As a parent with two children at a very expensive school (not the one I head), I completely understand. I readily admit I have felt the same sentiment. It's driven largely by the fact that we trust independent schools with our two more precious resources--our kids and our cash.Sometimes the parental concerns are fully justified, making the reaction even more understandable. So what follows is not really a rant against such expressions, though it may come across that way in places. I hope this gives people some more to think about in the entire value-added conversation.I also think this raises important notions for families to consider during re-enrollment season. Too often that can become an automatic action. Given how much and how quickly kids change, particularly at certain points in their development, a once-good fit may no longer be the best place for a student. Even if there are no reasons to question the fit, parents should reflect on what drew them to the school in the first place. I would hope it comes back to issues of mission, values, culture, et cetera. That's not to say parents shouldn't feel outraged when particular experiences fall short of their expectations. They should. And I share the feelings. But I also don't think of the problem in the same way.
The truly meaningful parts of an education aren't commodities and thus cannot be monetized. Even if they could, throwing more money at something doesn't guarantee better. For example, Finland--currently the hot educational system in the world--spends much less per student than the United States, about $7800 versus $11,300. Meanwhile, another nation with very high rankings, Estonia, spends roughly the same percentage of GDP per capita as the United States. Meanwhile, their systems function in different ways in different cultures with different aims. Therefore, the stats and the finances can prove misleading and fail to provide accurate, insightful comparisons.
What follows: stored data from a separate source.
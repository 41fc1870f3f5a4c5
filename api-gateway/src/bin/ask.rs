//! Ask Lambda - Relays free-form questions to OpenRouter.
//!
//! Unlike the dashboard chat handler this one sits behind the site's own
//! proxy, so it answers no preflights and sends no CORS headers.

use lambda_http::{run, service_fn, Error};
use shared::{env_duration_secs, env_or, AuthScheme, ChatRelay, ChatTarget};
use std::sync::Arc;
use tracing_subscriber::EnvFilter;

const DEFAULT_UPSTREAM_URL: &str = "https://openrouter.ai/api/v1/chat/completions";
const DEFAULT_MODEL: &str = "meta-llama/llama-3.3-70b-instruct";

const SYSTEM_PROMPT: &str = "You answer questions about India's Aadhaar enrolment and \
    demographic update statistics. Be factual and concise; say so when the data cannot \
    answer the question.";

fn target() -> ChatTarget {
    ChatTarget {
        url: env_or("ASK_UPSTREAM_URL", DEFAULT_UPSTREAM_URL),
        auth: AuthScheme::Bearer,
        credential_var: "OPENROUTER_API_KEY",
        model: env_or("ASK_MODEL", DEFAULT_MODEL),
        system_prompt: Some(SYSTEM_PROMPT.to_string()),
        temperature: 0.5,
        max_tokens: 800,
        prompt_fields: &["prompt", "message"],
        cors: false,
        timeout: env_duration_secs("ASK_TIMEOUT_SECS", 30),
    }
}

#[tokio::main]
async fn main() -> Result<(), Error> {
    tracing_subscriber::fmt()
        .with_env_filter(EnvFilter::from_default_env())
        .json()
        .init();

    let relay = Arc::new(ChatRelay::new(target())?);

    run(service_fn(move |event| {
        let relay = Arc::clone(&relay);
        async move { relay.handle(event).await }
    }))
    .await
}
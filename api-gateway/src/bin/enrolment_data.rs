//! Enrolment Data Lambda - Proxies the api.data.gov.in enrolment resource.
//!
//! The resource id is deployment-specific; override the full URL with
//! DATA_GOV_RESOURCE_URL. Successful responses carry an advisory cache
//! header so the CDN can absorb dashboard refreshes.

use lambda_http::{run, service_fn, Error};
use shared::{env_duration_secs, env_or, AuthScheme, DataRelay, DataTarget};
use std::sync::Arc;
use tracing_subscriber::EnvFilter;

const DEFAULT_RESOURCE_URL: &str =
    "https://api.data.gov.in/resource/4e1137b6-8b24-41d1-a99e-0ef2f7b1a232";

fn target() -> DataTarget {
    DataTarget {
        url: env_or("DATA_GOV_RESOURCE_URL", DEFAULT_RESOURCE_URL),
        auth: AuthScheme::Query("api-key"),
        credential_var: "DATA_GOV_API_KEY",
        default_limit: 100,
        default_state: "Maharashtra".to_string(),
        cache_control: Some("s-maxage=60, stale-while-revalidate"),
        cors: true,
        timeout: env_duration_secs("DATA_GOV_TIMEOUT_SECS", 30),
    }
}

#[tokio::main]
async fn main() -> Result<(), Error> {
    tracing_subscriber::fmt()
        .with_env_filter(EnvFilter::from_default_env())
        .json()
        .init();

    let relay = Arc::new(DataRelay::new(target())?);

    run(service_fn(move |event| {
        let relay = Arc::clone(&relay);
        async move { relay.handle(event).await }
    }))
    .await
}
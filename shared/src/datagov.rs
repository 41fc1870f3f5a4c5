//! GET proxy for api.data.gov.in open-data resources.
//!
//! Same skeleton as the chat relay, but the inbound surface is query
//! parameters and the 2xx upstream payload is passed through verbatim.

use lambda_http::http::Method;
use lambda_http::{Body, Request, RequestExt, Response};
use std::time::Duration;
use tracing::error;

use crate::config::{CredentialSource, EnvCredentials};
use crate::http;
use crate::llm::extract_error_message;
use crate::upstream::{AuthScheme, HttpUpstream, Upstream, UpstreamCall, UpstreamReply};
use crate::{Error, Result};

/// Configuration for one open-data proxy deployment.
#[derive(Debug, Clone)]
pub struct DataTarget {
    /// Upstream resource URL.
    pub url: String,
    /// How the API key is attached (query parameter for data.gov.in).
    pub auth: AuthScheme,
    /// Name of the credential in the process configuration.
    pub credential_var: &'static str,
    /// Record cap applied when the caller does not send `limit`.
    pub default_limit: u32,
    /// State filter applied when the caller does not send `state`.
    pub default_state: String,
    /// Advisory cache header attached to successful responses.
    pub cache_control: Option<&'static str>,
    pub cors: bool,
    pub timeout: Duration,
}

/// One data proxy instance, generic over its transport and credential seams.
pub struct DataRelay<U = HttpUpstream, C = EnvCredentials> {
    target: DataTarget,
    upstream: U,
    credentials: C,
}

impl DataRelay {
    pub fn new(target: DataTarget) -> Result<Self> {
        let upstream = HttpUpstream::new(target.timeout)?;
        Ok(Self {
            target,
            upstream,
            credentials: EnvCredentials,
        })
    }
}

impl<U: Upstream, C: CredentialSource> DataRelay<U, C> {
    pub fn with_parts(target: DataTarget, upstream: U, credentials: C) -> Self {
        Self {
            target,
            upstream,
            credentials,
        }
    }

    /// Handle one inbound request, always producing exactly one response.
    pub async fn handle(
        &self,
        event: Request,
    ) -> std::result::Result<Response<Body>, lambda_http::Error> {
        if self.target.cors && event.method() == Method::OPTIONS {
            return http::preflight_response();
        }

        match self.run(&event).await {
            Ok(reply) => self.render(reply),
            Err(err) => {
                error!(error = %err, "data proxy failed before completion");
                http::failure_response(&err, self.target.cors)
            }
        }
    }

    async fn run(&self, event: &Request) -> Result<UpstreamReply> {
        if event.method() != Method::GET {
            return Err(Error::MethodNotAllowed(format!(
                "{} is not allowed; use GET",
                event.method()
            )));
        }

        let params = event.query_string_parameters();
        // Lenient parsing: a garbage limit falls back to the default.
        let limit = params
            .first("limit")
            .and_then(|value| value.parse::<u32>().ok())
            .unwrap_or(self.target.default_limit);
        let state = params
            .first("state")
            .filter(|value| !value.trim().is_empty())
            .unwrap_or(&self.target.default_state)
            .to_string();

        let var = self.target.credential_var;
        let credential = self.credentials.get(var).ok_or_else(|| {
            error!(credential = var, "credential missing from configuration");
            Error::Config(format!("Server misconfiguration: {} is not set", var))
        })?;

        let mut call = UpstreamCall::get(self.target.url.clone());
        call.query.push(("format".to_string(), "json".to_string()));
        call.query.push(("limit".to_string(), limit.to_string()));
        call.query.push(("filters[state]".to_string(), state));
        self.target.auth.apply(&credential, &mut call);

        self.upstream.send(call).await
    }

    fn render(
        &self,
        reply: UpstreamReply,
    ) -> std::result::Result<Response<Body>, lambda_http::Error> {
        if !reply.is_success() {
            let details = extract_error_message(&reply.body).unwrap_or_else(|| reply.body.clone());
            error!(
                status = reply.status,
                body = %reply.body,
                "open-data upstream returned an error status"
            );
            return http::error_response(reply.status, self.target.cors, "Upstream error", Some(details));
        }

        http::passthrough_response(self.target.cors, self.target.cache_control, reply.body)
    }
}
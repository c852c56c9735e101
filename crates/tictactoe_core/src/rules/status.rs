//! Human-readable game status.

use super::draw::is_full;
use crate::{Board, Player};
use serde::{Deserialize, Serialize};

/// Language used for status messages.
#[derive(
    Debug,
    Clone,
    Copy,
    Default,
    PartialEq,
    Eq,
    Hash,
    Serialize,
    Deserialize,
    strum::Display,
    strum::EnumString,
)]
#[serde(rename_all = "lowercase")]
#[strum(serialize_all = "lowercase", ascii_case_insensitive)]
pub enum Locale {
    /// "player X to move", "player O has won", "draw".
    #[default]
    English,
    /// "Pemain : X", "Menang: O", "Seri!".
    Indonesian,
}

/// What the status line should say.
#[derive(Debug, Clone, Copy, PartialEq, Eq, Hash, Serialize, Deserialize)]
pub enum Status {
    /// A player completed a line.
    Won(Player),
    /// Board full, no line.
    Draw,
    /// Game continues; this player moves next.
    ToMove(Player),
}

impl Status {
    /// Picks the status from a winner, the board and the turn indicator.
    ///
    /// A winner takes precedence over a full board.
    pub fn evaluate(winner: Option<Player>, board: &Board, to_move: Player) -> Self {
        match winner {
            Some(player) => Status::Won(player),
            None if is_full(board) => Status::Draw,
            None => Status::ToMove(to_move),
        }
    }

    /// Whether the game has ended.
    pub fn is_terminal(&self) -> bool {
        !matches!(self, Status::ToMove(_))
    }

    /// Renders the status in `locale`.
    pub fn message(&self, locale: Locale) -> String {
        match (locale, self) {
            (Locale::English, Status::Won(p)) => format!("player {p} has won"),
            (Locale::English, Status::Draw) => "draw".to_string(),
            (Locale::English, Status::ToMove(p)) => format!("player {p} to move"),
            (Locale::Indonesian, Status::Won(p)) => format!("Menang: {p}"),
            (Locale::Indonesian, Status::Draw) => "Seri!".to_string(),
            (Locale::Indonesian, Status::ToMove(p)) => format!("Pemain : {p}"),
        }
    }
}

impl std::fmt::Display for Status {
    fn fmt(&self, f: &mut std::fmt::Formatter<'_>) -> std::fmt::Result {
        f.write_str(&self.message(Locale::English))
    }
}

/// Formats the status line for a board, its winner and the turn indicator.
pub fn status(winner: Option<Player>, board: &Board, to_move: Player) -> String {
    Status::evaluate(winner, board, to_move).to_string()
}

#[cfg(test)]
mod tests {
    use super::*;
    use crate::Square;
    use std::str::FromStr;

    const X: Square = Square::Occupied(Player::X);
    const O: Square = Square::Occupied(Player::O);

    #[test]
    fn test_status_to_move() {
        assert_eq!(status(None, &Board::new(), Player::X), "player X to move");
        assert_eq!(status(None, &Board::new(), Player::O), "player O to move");
    }

    #[test]
    fn test_status_winner_precedes_full_board() {
        let board = Board::from_squares([X, X, X, O, O, X, X, O, O]);
        assert_eq!(status(Some(Player::X), &board, Player::O), "player X has won");
    }

    #[test]
    fn test_status_draw() {
        let board = Board::from_squares([X, O, X, O, X, X, O, X, O]);
        assert_eq!(status(None, &board, Player::O), "draw");
    }

    #[test]
    fn test_only_won_and_draw_are_terminal() {
        assert!(Status::Won(Player::X).is_terminal());
        assert!(Status::Draw.is_terminal());
        assert!(!Status::ToMove(Player::O).is_terminal());
    }

    #[test]
    fn test_indonesian_messages() {
        assert_eq!(Status::Won(Player::O).message(Locale::Indonesian), "Menang: O");
        assert_eq!(Status::Draw.message(Locale::Indonesian), "Seri!");
        assert_eq!(
            Status::ToMove(Player::X).message(Locale::Indonesian),
            "Pemain : X"
        );
    }

    #[test]
    fn test_locale_parses_case_insensitively() {
        assert_eq!(Locale::from_str("Indonesian"), Ok(Locale::Indonesian));
        assert_eq!(Locale::from_str("english"), Ok(Locale::English));
        assert!(Locale::from_str("klingon").is_err());
        assert_eq!(Locale::Indonesian.to_string(), "indonesian");
    }
}
//! Turn order: the turn indicator follows from the marks on the board.

use super::Invariant;
use crate::{GameState, Player};

/// Invariant: X moves when both players have equal marks, O otherwise.
pub struct TurnOrderInvariant;

impl Invariant<GameState> for TurnOrderInvariant {
    fn holds(state: &GameState) -> bool {
        let x = state.board().count(Player::X);
        let o = state.board().count(Player::O);
        let expected = if x == o { Player::X } else { Player::O };
        state.to_move() == expected
    }

    fn description() -> &'static str {
        "Players alternate turns (X, O, X, O, ...)"
    }
}

#[cfg(test)]
mod tests {
    use super::*;
    use crate::{Intent, Position, reduce};

    #[test]
    fn test_single_move_holds() {
        let (state, _) = reduce(GameState::new(), Intent::Select(Position::Center));
        assert!(TurnOrderInvariant::holds(&state));
        assert_eq!(state.to_move(), Player::O);
    }

    #[test]
    fn test_wrong_player_to_move_violates() {
        let state = GameState::from_parts(*GameState::new().board(), Player::O);
        assert!(!TurnOrderInvariant::holds(&state));
    }
}
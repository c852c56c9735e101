//! Named board cells and conversion from raw indices.

use crate::types::Board;
use serde::{Deserialize, Serialize};
use strum::IntoEnumIterator;
use tracing::instrument;

/// A cell on the tic-tac-toe board, indexed 0-8 in row-major order.
#[derive(
    Debug, Clone, Copy, PartialEq, Eq, Hash, Serialize, Deserialize, strum::EnumIter,
)]
pub enum Position {
    /// Top-left (index 0)
    TopLeft,
    /// Top-center (index 1)
    TopCenter,
    /// Top-right (index 2)
    TopRight,
    /// Middle-left (index 3)
    MiddleLeft,
    /// Center (index 4)
    Center,
    /// Middle-right (index 5)
    MiddleRight,
    /// Bottom-left (index 6)
    BottomLeft,
    /// Bottom-center (index 7)
    BottomCenter,
    /// Bottom-right (index 8)
    BottomRight,
}

impl Position {
    /// All 9 positions in index order.
    pub const ALL: [Position; 9] = [
        Position::TopLeft,
        Position::TopCenter,
        Position::TopRight,
        Position::MiddleLeft,
        Position::Center,
        Position::MiddleRight,
        Position::BottomLeft,
        Position::BottomCenter,
        Position::BottomRight,
    ];

    /// Label for display.
    pub fn label(&self) -> &'static str {
        match self {
            Position::TopLeft => "Top-left",
            Position::TopCenter => "Top-center",
            Position::TopRight => "Top-right",
            Position::MiddleLeft => "Middle-left",
            Position::Center => "Center",
            Position::MiddleRight => "Middle-right",
            Position::BottomLeft => "Bottom-left",
            Position::BottomCenter => "Bottom-center",
            Position::BottomRight => "Bottom-right",
        }
    }

    /// Converts position to board index (0-8).
    pub fn to_index(self) -> usize {
        self as usize
    }

    /// Creates position from board index, `None` outside 0-8.
    pub fn from_index(index: usize) -> Option<Self> {
        Self::ALL.get(index).copied()
    }

    /// Row of this cell, 0 at the top.
    pub fn row(self) -> usize {
        self.to_index() / 3
    }

    /// Column of this cell, 0 at the left.
    pub fn col(self) -> usize {
        self.to_index() % 3
    }

    /// Position at `row`/`col`, `None` off the board.
    pub fn from_row_col(row: usize, col: usize) -> Option<Self> {
        if row < 3 && col < 3 {
            Self::from_index(row * 3 + col)
        } else {
            None
        }
    }

    /// Positions whose squares are still empty, in index order.
    #[instrument(skip(board))]
    pub fn empty_on(board: &Board) -> Vec<Position> {
        Position::iter().filter(|pos| board.is_empty(*pos)).collect()
    }
}

impl std::fmt::Display for Position {
    fn fmt(&self, f: &mut std::fmt::Formatter<'_>) -> std::fmt::Result {
        write!(f, "{}", self.label())
    }
}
That's why, to me, many of the issues which most irk parents--that is, when they are rightly upset--are matters of professionalism and shirking of responsibility. For me, they become not a failure to deliver on a business transaction but more of an ethical transgression. I see education as a truly sacred trust, especially in independent schools, which hold forth mission as the ideal to which we aspire. Not doing the work which honors that is an ethical violation.
But for the sake of argument, let's return to the gambit cited in the opening: the notion of "paying too much for something." It's a real sentiment based on a genuine emotion, so I won't dismiss it. Plus tuition at most independent schools is high. Still, the contention of paying too much for certain behaviors can fairly be flipped. Given the relative level of the average teacher's salary* and the importance of the work, are there certain things for which people don't pay enough?
- Independent schools are filled with talented, quality people who could be making much more money elsewhere; but they chose to live a life of service...and your kids get to spend a great deal of time with them.
- Many of these people drain themselves during the day--imagine yourself surrounded by dozens of children all day--then give even more at night. Besides planning lessons, many of them are searching the web or engaging in Twitter chats or doing other things to improve their craft.
- They stand outside in freezing cold or driving rain, making sure kids are safe during carpool.
- A teacher may have to discipline a child one moment, then gives that child a special task to show that all is forgiven.
- They know how to comfort a child when parents are fighting or a friend is mean or a pet had died, because school is a warm blanket.
- When children are crowded into safe areas taking shelter for two hours because tornadoes are racing through the area, teachers help them pass the time while feeling secure.
- A teacher might spend well over an hour on a single letter of recommendation, determined to present that student in the best possible light.
- Teachers who are willing to share realistic but hard news about a child, doing so with empathy and reassurance, in a way that makes a parent believe it all will be okay.
- The advisor who brings a thermos of hot chocolate when his or her group has carpool duty on chilly mornings.
- The teacher who is determined to help a student understand a concept, and keeps finding news ways to explain it, until it clicks.
- Receiving a phone call or an email not when your child has done something wrong, but when he or she has been great.
- The adult who remembers what it's like when the insecurities of middle school hit and helps a student keep imagining that sense of a magnificent self, along with the confidence he or she can become just that. In fact, is already that.
- The person who gives your child someone worth emulating.
At a great school, a quality classroom experience is simply a given. An expectation which should be the norm. This list--and I've see each one of these things, often several times--are the lagniappe. More than that, they are, to play off the old MasterCard commercial, that which makes the experience priceless.
*I am not making an argument that teacher's should be paid more, although I could. I recognize supply-and-demand and other economic factors playing into this. Anyway, for my point here, the reality makes for a better argument.